What happened and what’s next?
At the end of October 2017, during the final session of the Make It Happen Course with Walk the Plank (provided by Creative Scene) there was a call out to creatives, “If anyone is interested in doing something for the Dewsbury Lights Switch On, let us know.” A few of us said we were, but around ten days passed before more information could be found out.
Then a text popped up on my phone: “Do you know of any brass bands?” Dewsbury Councillors were also attempting to put something together, but time was running out. At that point it was around 7 November and the event was due to take place on 29 November. Could it possibly be done? We met on 13 November and Council Staff explained the basic requirements before any kind of event could happen, to Cllrs Firth, O’Donovan and I. Public Liability Insurance would have to be bought, a Safety Officer was essential, security would be required, as would First Aid and stewards, an event license was necessary, plus a Project Manager to bring it all together, and all of that before we could even begin to think about booking entertainment.
The three of us exchanged glances, rolled up our sleeves, and decided to make a go of it. Why? Simply because every other town had their own events, and we felt Dewsbury deserved the very best we could manage! We were well aware we were taking on an almost impossible task, but Dewsbury folk are more than worth it.
First on the list was finding a charity to hold and distribute the exceedingly small amount of funding we had, as well as hold the required Public Liability insurance. Dewsbury Park Mansion Community Hub Ltd agreed to step in, giving us the green light to get going.
Over the next 2 weeks we called in every favour we possibly could, with professionals taking huge pay cuts because they too believed in the idea. The Reindeers we’d hoped for couldn’t make it, but the award winning Real Donkeys saved the day. Stuart Robertshaw stepped in as Safety Officer, Cafe Etienne opened it’s doors, as did several other local cafes and restaurants. Rob Oldfield of Admiral Security put a call out to his team (who were already working normal shifts and much more because of other local events), and a fantastic team of five came to keep us safe. Council staff provided stirling advice, Mark Thompson set up a team of First Aiders, whilst local schools and volunteers provided stewards and children to help switch the lights on. The staff at Wilkinsons donated products to decorate the Town Hall steps, Creative Scene worked with local artists to bring Heckmondlight’s LanTurns. Creatives from Callaloo Carnival Arts and Urban Angel Circus worked alongside creative storyteller, Irene Lofthouse, to bring beautiful street entertainment. Imran Azam of thisisreel.co produced a short film of the event.
Yorkshire Imperials Brass Band provided traditional festive carols and songs for all to sing. Deputy Mayor, Gwen Lowe, came and managed to get Santa to join us! Santa, in turn, called Roger the Ram from Dewsbury Rams RLFC, and together they greeted children and families throughout the evening. The Rev’d Simon Cash of Dewsbury Minster volunteered to bless the event, all those who attended, and the whole of our town.

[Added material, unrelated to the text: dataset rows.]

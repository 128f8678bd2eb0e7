// SPDX-License-Identifier: MPL-2.0
//! This module handles the application's configuration, read from a
//! `settings.toml` file.
//!
//! # Configuration Sections
//!
//! - `[general]` - UI language
//! - `[gallery]` - Image list, shuffle behavior and tile spacing
//!
//! # Path Resolution
//!
//! 1. Use `load_from_path()`/`save_to_path()` with explicit path
//! 2. `--config-dir` on the command line
//! 3. Set `ICED_MOSAIC_CONFIG_DIR` environment variable
//! 4. Falls back to platform-specific config directory
//!
//! # Examples
//!
//! ```no_run
//! use iced_mosaic::config::{self, Config};
//!
//! // Load existing configuration (returns tuple with optional warning)
//! let (config, warning) = config::load();
//! if let Some(key) = warning {
//!     eprintln!("settings.toml ignored: {key}");
//! }
//!
//! let gap = config.gallery.gap_px();
//! # let _ = gap;
//! ```

pub mod defaults;

pub use defaults::*;

use crate::app::paths;
use crate::error::{Error, Result};
use serde::{Deserialize, Serialize};
use std::fs;
use std::path::{Path, PathBuf};

const CONFIG_FILE: &str = "settings.toml";

/// Warning key pushed to the user when `settings.toml` cannot be parsed.
pub const CONFIG_LOAD_WARNING_KEY: &str = "notification-config-load-error";

/// General application settings.
#[derive(Debug, Clone, Serialize, Deserialize, PartialEq, Default)]
pub struct GeneralConfig {
    /// UI language code (e.g., "en-US", "fr").
    #[serde(default, skip_serializing_if = "Option::is_none")]
    pub language: Option<String>,
}

/// Image wall settings.
#[derive(Debug, Clone, Serialize, Deserialize, PartialEq)]
pub struct GalleryConfig {
    /// Images shown on the wall when none are given on the command line.
    #[serde(default, skip_serializing_if = "Vec::is_empty")]
    pub images: Vec<PathBuf>,

    /// Shuffle the images once after loading.
    #[serde(default, skip_serializing_if = "Option::is_none")]
    pub shuffle: Option<bool>,

    /// Fixed seed for a reproducible shuffle.
    #[serde(default, skip_serializing_if = "Option::is_none")]
    pub shuffle_seed: Option<u64>,

    /// Spacing between tiles in logical pixels.
    #[serde(default = "default_gap", skip_serializing_if = "Option::is_none")]
    pub gap: Option<f32>,
}

impl Default for GalleryConfig {
    fn default() -> Self {
        Self {
            images: Vec::new(),
            shuffle: Some(false),
            shuffle_seed: None,
            gap: default_gap(),
        }
    }
}

impl GalleryConfig {
    /// Tile gap, clamped to the supported range.
    #[must_use]
    pub fn gap_px(&self) -> f32 {
        clamp_gap(self.gap.unwrap_or(DEFAULT_IMAGE_GAP_PX))
    }

    /// Whether the wall should be shuffled after loading.
    #[must_use]
    pub fn shuffle_enabled(&self) -> bool {
        self.shuffle.unwrap_or(false)
    }
}

/// Application configuration with logical sections.
#[derive(Debug, Clone, Serialize, Deserialize, PartialEq, Default)]
pub struct Config {
    /// General application settings.
    #[serde(default)]
    pub general: GeneralConfig,

    /// Image wall settings.
    #[serde(default)]
    pub gallery: GalleryConfig,
}

fn default_gap() -> Option<f32> {
    Some(DEFAULT_IMAGE_GAP_PX)
}

/// Keeps persisted gaps inside the supported range so a hand-edited config
/// cannot collapse or explode the grid.
#[must_use]
pub fn clamp_gap(value: f32) -> f32 {
    if value.is_finite() {
        value.clamp(MIN_IMAGE_GAP_PX, MAX_IMAGE_GAP_PX)
    } else {
        DEFAULT_IMAGE_GAP_PX
    }
}

fn get_config_path_with_override(base_dir: Option<PathBuf>) -> Option<PathBuf> {
    paths::get_app_config_dir_with_override(base_dir).map(|mut path| {
        path.push(CONFIG_FILE);
        path
    })
}

/// Loads the configuration from the default path.
///
/// Returns a tuple of (config, optional_warning). If loading fails, returns
/// default config with a warning key explaining what went wrong.
pub fn load() -> (Config, Option<String>) {
    load_with_override(None)
}

/// Loads the configuration from a custom directory.
pub fn load_with_override(base_dir: Option<PathBuf>) -> (Config, Option<String>) {
    if let Some(path) = get_config_path_with_override(base_dir) {
        if path.exists() {
            match load_from_path(&path) {
                Ok(config) => return (config, None),
                Err(err) => {
                    log::warn!("Ignoring unreadable config {}: {err}", path.display());
                    return (Config::default(), Some(CONFIG_LOAD_WARNING_KEY.to_string()));
                }
            }
        }
    }
    (Config::default(), None)
}

/// Loads configuration from a specific path.
pub fn load_from_path(path: &Path) -> Result<Config> {
    let content = fs::read_to_string(path)?;
    let config: Config = toml::from_str(&content)?;
    Ok(config)
}

/// Saves configuration to a specific path.
pub fn save_to_path(config: &Config, path: &Path) -> Result<()> {
    if let Some(parent) = path.parent() {
        fs::create_dir_all(parent)?;
    }
    let content = toml::to_string_pretty(config).map_err(Error::from)?;
    fs::write(path, content)?;
    Ok(())
}
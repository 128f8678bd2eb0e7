// SPDX-License-Identifier: MPL-2.0
//! Detail screen: one image, fitted to the window, with a way back to the wall.

use crate::i18n::fluent::I18n;
use crate::media::ImageData;
use crate::ui::design_tokens::{spacing, typography};
use crate::ui::styles;
use crate::ui::theme;
use iced::widget::{button, container, image, row, Column, Text};
use iced::{alignment, ContentFit, Element, Length};

#[derive(Debug, Clone)]
pub enum Message {
    Back,
}

/// Everything the detail view needs to render.
pub struct ViewContext<'a> {
    pub i18n: &'a I18n,
    /// Source index of the image (0-based).
    pub index: usize,
    pub image: Option<&'a ImageData>,
}

/// Heading for the image at source `index`, numbered from 1.
#[must_use]
pub fn title(i18n: &I18n, index: usize) -> String {
    let number = (index + 1).to_string();
    i18n.tr_with_args("detail-title", &[("index", &number)])
}

pub fn view(ctx: ViewContext<'_>) -> Element<'_, Message> {
    let back = button(Text::new(ctx.i18n.tr("detail-back")))
        .padding([spacing::XS, spacing::MD])
        .style(styles::button::primary)
        .on_press(Message::Back);

    let header = row![back, Text::new(title(ctx.i18n, ctx.index)).size(typography::TITLE_MD)]
        .spacing(spacing::MD)
        .align_y(alignment::Vertical::Center);

    let body: Element<'_, Message> = match ctx.image {
        Some(data) => image(data.handle.clone())
            .content_fit(ContentFit::Contain)
            .width(Length::Fill)
            .height(Length::Fill)
            .into(),
        None => container(Text::new(ctx.i18n.tr("error-load-image")).color(theme::error_text_color()))
            .width(Length::Fill)
            .height(Length::Fill)
            .align_x(alignment::Horizontal::Center)
            .align_y(alignment::Vertical::Center)
            .into(),
    };

    Column::new()
        .spacing(spacing::SM)
        .padding(spacing::MD)
        .push(header)
        .push(body)
        .into()
}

It wasn’t as big and bold as previous years, and perhaps not as entertaining as other Christmas Light events, it didn’t involve everyone and everything we would have liked it to, but it was our town’s event and it was well worth it.
Where do we go from here? I imagine it would be very easy to complain that funding was cut, that people didn’t sort something out early enough, that the lights aren’t as good as they used to be. That is understandable. We are, though, where we are. We either accept the status quo or we roll our sleeves up and those who can, choose to work to make things better.
Dewsbury didn’t become a prosperous Market Town through waiting for “other” people to do things, it prospered via it’s own people doing things, even through dire economic circumstances. It hasn’t always been easy, and it’s not easy now. There is hope though, and optimisim. The negative narrative can be re-written, and it’s already happening in myriad ways.
Ordinary people are helping each other through feeding and housing the homeless, through supporting foodbanks, via encouraging people with learning and physical disabilities, with mental health issues, tackling social isolation, providing play and support experiences for vulnerable children and adults. There are efforts to bring young people into our town, and to clean it up in preparation. With regards to the Dewsbury Lights Switch On, we’re already seeking to use the donated decorations to brighten up local Christmas events such as school Gala’s and The Great Christmas Get Together lunch in Dewsbury on Christmas Day. It’s fantastically inspirational.
Perhaps then, the next stage is each of us making a few choices: do I complain or do I use what little I have for the benefit of others? Even if it’s just your smile, or using positive words instead of negative, it makes a difference. Those who know my personal story know I don’t suggest these things without some knowledge and understanding of what it’s like to live on the bread-line, to be made redundant, to be on benefits, to move through mental health issues, to live as a single mum, to loose people I love, and myriad other things. My story isn’t the worst, by far, but it has taught me that there are ways through. The most effective way through I’ve come across is supporting each other through thick and thin. It’s hard work, but even if it helps just one person, it’s more than worth it, and there’s room for everyone!